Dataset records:
- Opening Delimiter -
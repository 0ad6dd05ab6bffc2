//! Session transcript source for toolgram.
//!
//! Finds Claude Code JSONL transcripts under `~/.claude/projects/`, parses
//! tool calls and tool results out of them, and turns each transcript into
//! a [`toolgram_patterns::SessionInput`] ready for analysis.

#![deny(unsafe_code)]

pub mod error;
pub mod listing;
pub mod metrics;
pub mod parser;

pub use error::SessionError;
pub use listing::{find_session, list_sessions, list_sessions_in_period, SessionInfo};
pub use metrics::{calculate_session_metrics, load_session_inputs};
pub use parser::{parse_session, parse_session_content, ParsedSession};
- Closing Delimiter -
What you give back should be the lines from the one with "pub mod error;" to the end of the data, copied exactly, both ends included.

pub mod error;
pub mod listing;
pub mod metrics;
pub mod parser;

pub use error::SessionError;
pub use listing::{find_session, list_sessions, list_sessions_in_period, SessionInfo};
pub use metrics::{calculate_session_metrics, load_session_inputs};
pub use parser::{parse_session, parse_session_content, ParsedSession};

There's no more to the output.